■ Records for the exercise:
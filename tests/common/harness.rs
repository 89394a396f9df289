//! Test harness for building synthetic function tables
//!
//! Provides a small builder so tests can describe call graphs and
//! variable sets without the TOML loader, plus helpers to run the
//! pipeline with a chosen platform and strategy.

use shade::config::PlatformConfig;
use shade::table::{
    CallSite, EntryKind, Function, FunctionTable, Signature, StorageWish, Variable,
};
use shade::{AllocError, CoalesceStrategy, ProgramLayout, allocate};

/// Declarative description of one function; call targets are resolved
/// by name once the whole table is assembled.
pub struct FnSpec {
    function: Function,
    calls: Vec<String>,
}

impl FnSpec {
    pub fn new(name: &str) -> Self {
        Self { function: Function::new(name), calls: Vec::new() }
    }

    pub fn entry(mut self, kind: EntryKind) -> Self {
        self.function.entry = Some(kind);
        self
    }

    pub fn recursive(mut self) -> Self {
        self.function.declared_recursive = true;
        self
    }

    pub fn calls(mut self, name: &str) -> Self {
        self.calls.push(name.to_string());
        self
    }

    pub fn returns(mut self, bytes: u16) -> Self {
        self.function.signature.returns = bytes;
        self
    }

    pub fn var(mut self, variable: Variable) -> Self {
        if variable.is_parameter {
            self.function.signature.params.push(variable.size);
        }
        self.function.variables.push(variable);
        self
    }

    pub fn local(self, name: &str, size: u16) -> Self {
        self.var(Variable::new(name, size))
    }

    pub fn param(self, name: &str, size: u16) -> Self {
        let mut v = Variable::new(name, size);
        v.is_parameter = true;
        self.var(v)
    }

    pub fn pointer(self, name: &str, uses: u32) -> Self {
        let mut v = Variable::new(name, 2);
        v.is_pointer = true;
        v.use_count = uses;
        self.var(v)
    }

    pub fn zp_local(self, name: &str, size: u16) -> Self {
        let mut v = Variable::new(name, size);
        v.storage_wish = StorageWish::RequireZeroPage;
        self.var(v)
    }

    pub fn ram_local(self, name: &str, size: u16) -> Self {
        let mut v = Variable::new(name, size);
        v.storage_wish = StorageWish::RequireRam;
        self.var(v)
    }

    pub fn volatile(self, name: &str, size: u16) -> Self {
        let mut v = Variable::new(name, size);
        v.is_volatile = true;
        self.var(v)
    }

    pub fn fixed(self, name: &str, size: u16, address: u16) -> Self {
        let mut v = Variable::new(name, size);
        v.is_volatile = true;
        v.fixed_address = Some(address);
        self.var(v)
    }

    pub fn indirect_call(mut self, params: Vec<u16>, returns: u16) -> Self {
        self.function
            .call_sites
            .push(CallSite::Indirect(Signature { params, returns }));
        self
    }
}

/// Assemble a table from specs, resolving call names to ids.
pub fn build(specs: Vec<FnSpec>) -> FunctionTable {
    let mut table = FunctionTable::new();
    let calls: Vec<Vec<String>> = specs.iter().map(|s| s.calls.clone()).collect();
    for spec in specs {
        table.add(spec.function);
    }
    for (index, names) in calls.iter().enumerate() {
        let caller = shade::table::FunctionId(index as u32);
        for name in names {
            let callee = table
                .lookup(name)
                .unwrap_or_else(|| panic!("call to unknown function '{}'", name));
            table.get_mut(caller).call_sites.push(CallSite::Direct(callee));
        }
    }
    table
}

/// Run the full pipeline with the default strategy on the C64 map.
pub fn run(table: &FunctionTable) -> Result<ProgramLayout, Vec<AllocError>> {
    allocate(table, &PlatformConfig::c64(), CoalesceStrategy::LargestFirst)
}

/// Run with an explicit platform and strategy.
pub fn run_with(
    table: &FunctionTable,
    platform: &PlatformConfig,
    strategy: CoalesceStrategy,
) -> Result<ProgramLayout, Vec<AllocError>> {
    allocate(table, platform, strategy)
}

■ Required action:
The data above should be copied out with complete accuracy.

■ Reply:
filename tests/common/harness.rs
repository 89394a396f9df289
//! Test harness for building synthetic function tables
//!
//! Provides a small builder so tests can describe call graphs and
//! variable sets without the TOML loader, plus helpers to run the
//! pipeline with a chosen platform and strategy.

use shade::config::PlatformConfig;
use shade::table::{
    CallSite, EntryKind, Function, FunctionTable, Signature, StorageWish, Variable,
};
use shade::{AllocError, CoalesceStrategy, ProgramLayout, allocate};

/// Declarative description of one function; call targets are resolved
/// by name once the whole table is assembled.
pub struct FnSpec {
    function: Function,
    calls: Vec<String>,
}

impl FnSpec {
    pub fn new(name: &str) -> Self {
        Self { function: Function::new(name), calls: Vec::new() }
    }

    pub fn entry(mut self, kind: EntryKind) -> Self {
        self.function.entry = Some(kind);
        self
    }

    pub fn recursive(mut self) -> Self {
        self.function.declared_recursive = true;
        self
    }

    pub fn calls(mut self, name: &str) -> Self {
        self.calls.push(name.to_string());
        self
    }

    pub fn returns(mut self, bytes: u16) -> Self {
        self.function.signature.returns = bytes;
        self
    }

    pub fn var(mut self, variable: Variable) -> Self {
        if variable.is_parameter {
            self.function.signature.params.push(variable.size);
        }
        self.function.variables.push(variable);
        self
    }

    pub fn local(self, name: &str, size: u16) -> Self {
        self.var(Variable::new(name, size))
    }

    pub fn param(self, name: &str, size: u16) -> Self {
        let mut v = Variable::new(name, size);
        v.is_parameter = true;
        self.var(v)
    }

    pub fn pointer(self, name: &str, uses: u32) -> Self {
        let mut v = Variable::new(name, 2);
        v.is_pointer = true;
        v.use_count = uses;
        self.var(v)
    }

    pub fn zp_local(self, name: &str, size: u16) -> Self {
        let mut v = Variable::new(name, size);
        v.storage_wish = StorageWish::RequireZeroPage;
        self.var(v)
    }

    pub fn ram_local(self, name: &str, size: u16) -> Self {
        let mut v = Variable::new(name, size);
        v.storage_wish = StorageWish::RequireRam;
        self.var(v)
    }

    pub fn volatile(self, name: &str, size: u16) -> Self {
        let mut v = Variable::new(name, size);
        v.is_volatile = true;
        self.var(v)
    }

    pub fn fixed(self, name: &str, size: u16, address: u16) -> Self {
        let mut v = Variable::new(name, size);
        v.is_volatile = true;
        v.fixed_address = Some(address);
        self.var(v)
    }

    pub fn indirect_call(mut self, params: Vec<u16>, returns: u16) -> Self {
        self.function
            .call_sites
            .push(CallSite::Indirect(Signature { params, returns }));
        self
    }
}

/// Assemble a table from specs, resolving call names to ids.
pub fn build(specs: Vec<FnSpec>) -> FunctionTable {
    let mut table = FunctionTable::new();
    let calls: Vec<Vec<String>> = specs.iter().map(|s| s.calls.clone()).collect();
    for spec in specs {
        table.add(spec.function);
    }
    for (index, names) in calls.iter().enumerate() {
        let caller = shade::table::FunctionId(index as u32);
        for name in names {
            let callee = table
                .lookup(name)
                .unwrap_or_else(|| panic!("call to unknown function '{}'", name));
            table.get_mut(caller).call_sites.push(CallSite::Direct(callee));
        }
    }
    table
}

/// Run the full pipeline with the default strategy on the C64 map.
pub fn run(table: &FunctionTable) -> Result<ProgramLayout, Vec<AllocError>> {
    allocate(table, &PlatformConfig::c64(), CoalesceStrategy::LargestFirst)
}

/// Run with an explicit platform and strategy.
pub fn run_with(
    table: &FunctionTable,
    platform: &PlatformConfig,
    strategy: CoalesceStrategy,
) -> Result<ProgramLayout, Vec<AllocError>> {
    allocate(table, platform, strategy)
}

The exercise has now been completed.